Roma - Si chiama
Presto, e sostiene di essere uno dei sistemi operativi più veloci al di qua del Mississipi. A fare cosa? Ad avviare un completo ambiente desktop dal disco di un PC. Ma si fa presto a dire Presto: quanto è davvero svelto questo yankee? Stando a
BetaNews, che
lo ha provato su un PC non recentissimo, Presto è in grado estrarre la pistola, premere il grilletto e far fuori Windows in meno di 10 secondi: in altre parole, l'utente può caricarlo al posto dell'OS made in Redmond e iniziare a lavorare, svagarsi o comunicare nel tempo di pochi battiti di ciglia.
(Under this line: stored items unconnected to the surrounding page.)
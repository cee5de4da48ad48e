use crate::utils::error::{CatalogError, Result};
use url::Url;

pub trait Validate {
    fn validate(&self) -> Result<()>;
}

pub fn validate_url(field_name: &str, url_str: &str) -> Result<()> {
    if url_str.is_empty() {
        return Err(CatalogError::InvalidConfigValueError {
            field: field_name.to_string(),
            value: url_str.to_string(),
            reason: "URL cannot be empty".to_string(),
        });
    }

    match Url::parse(url_str) {
        Ok(url) => match url.scheme() {
            "http" | "https" | "file" => Ok(()),
            scheme => Err(CatalogError::InvalidConfigValueError {
                field: field_name.to_string(),
                value: url_str.to_string(),
                reason: format!("Unsupported URL scheme: {}", scheme),
            }),
        },
        Err(e) => Err(CatalogError::InvalidConfigValueError {
            field: field_name.to_string(),
            value: url_str.to_string(),
            reason: format!("Invalid URL format: {}", e),
        }),
    }
}

pub fn validate_redis_url(field_name: &str, url_str: &str) -> Result<()> {
    match Url::parse(url_str) {
        Ok(url) if matches!(url.scheme(), "redis" | "rediss") => Ok(()),
        Ok(url) => Err(CatalogError::InvalidConfigValueError {
            field: field_name.to_string(),
            value: url_str.to_string(),
            reason: format!("Unsupported URL scheme: {}", url.scheme()),
        }),
        Err(e) => Err(CatalogError::InvalidConfigValueError {
            field: field_name.to_string(),
            value: url_str.to_string(),
            reason: format!("Invalid URL format: {}", e),
        }),
    }
}

pub fn validate_path(field_name: &str, path: &str) -> Result<()> {
    if path.is_empty() {
        return Err(CatalogError::InvalidConfigValueError {
            field: field_name.to_string(),
            value: path.to_string(),
            reason: "Path cannot be empty".to_string(),
        });
    }

    if path.contains('\0') {
        return Err(CatalogError::InvalidConfigValueError {
            field: field_name.to_string(),
            value: path.to_string(),
            reason: "Path contains null bytes".to_string(),
        });
    }

    Ok(())
}

pub fn validate_positive_number(field_name: &str, value: u64, min_value: u64) -> Result<()> {
    if value < min_value {
        return Err(CatalogError::InvalidConfigValueError {
            field: field_name.to_string(),
            value: value.to_string(),
            reason: format!("Value must be at least {}", min_value),
        });
    }
    Ok(())
}

pub fn validate_non_empty_list<T>(field_name: &str, values: &[T]) -> Result<()> {
    if values.is_empty() {
        return Err(CatalogError::MissingConfigError {
            field: field_name.to_string(),
        });
    }
    Ok(())
}

pub fn validate_non_empty_string(field_name: &str, value: &str) -> Result<()> {
    if value.trim().is_empty() {
        return Err(CatalogError::InvalidConfigValueError {
            field: field_name.to_string(),
            value: value.to_string(),
            reason: "Value cannot be empty or whitespace-only".to_string(),
        });
    }
    Ok(())
}

#[cfg(test)]
mod tests {
    use super::*;

    #[test]
    fn test_validate_url() {
        assert!(validate_url("catalog_urls", "https://example.com/index.yaml").is_ok());
        assert!(validate_url("catalog_urls", "http://example.com").is_ok());
        assert!(validate_url("catalog_urls", "").is_err());
        assert!(validate_url("catalog_urls", "invalid-url").is_err());
        assert!(validate_url("catalog_urls", "ftp://example.com").is_err());
    }

    #[test]
    fn test_validate_redis_url() {
        assert!(validate_redis_url("redis_url", "redis://localhost:6379").is_ok());
        assert!(validate_redis_url("redis_url", "http://localhost:6379").is_err());
    }

    #[test]
    fn test_validate_positive_number() {
        assert!(validate_positive_number("catalog_ttl_hours", 2, 1).is_ok());
        assert!(validate_positive_number("catalog_ttl_hours", 0, 1).is_err());
    }

    #[test]
    fn test_validate_non_empty() {
        assert!(validate_non_empty_list::<String>("catalog_urls", &[]).is_err());
        assert!(validate_non_empty_string("data_dir", "  ").is_err());
        assert!(validate_path("data_dir", "./data").is_ok());
    }
}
Presto è un sistema operativo che Xandros ha sviluppato sulla base della
sua celebre distribuzione Linux che equipaggia certi netbook di Asus. Si colloca nella categoria dei cosiddetti ambienti desktop
instant on, differenziandosi però da soluzioni come
Asus Express Gate per il fatto di avviarsi da hard disk - come un sistema operativo tradizionale - anziché da una memoria flash dedicata. Oltre a un boot superveloce, Presto vanta uno spegnimento fulmineo: un, due, tre e voilà, il PC riposa in pace.
Ispirandosi a tool come
Wubi, che permette di installare Ubuntu sulla stessa partizione di Windows, Presto arriva sotto forma di eseguibile da 460 MB e rotti che si installa come una normale applicazione per Windows, copiando tutti i file del sistema operativo in
C:\Presto (o in un percorso scelto dall'utente). L'installer, compatibile con XP e Vista, aggiunge anche una nuova voce alla configurazione di avvio di Windows, così che ogni qual volta si riavvia il sistema è possibile scegliere se partire con uno o con l'altro sistema operativo: se fare Presto o, in alternativa, prendersela comoda e godersi le Finestre sta all'utente deciderlo. Per sbarazzarsi dell'OS di Xandros, niente di più semplice: lo si disinstalla da Windows e tutto torna come prima.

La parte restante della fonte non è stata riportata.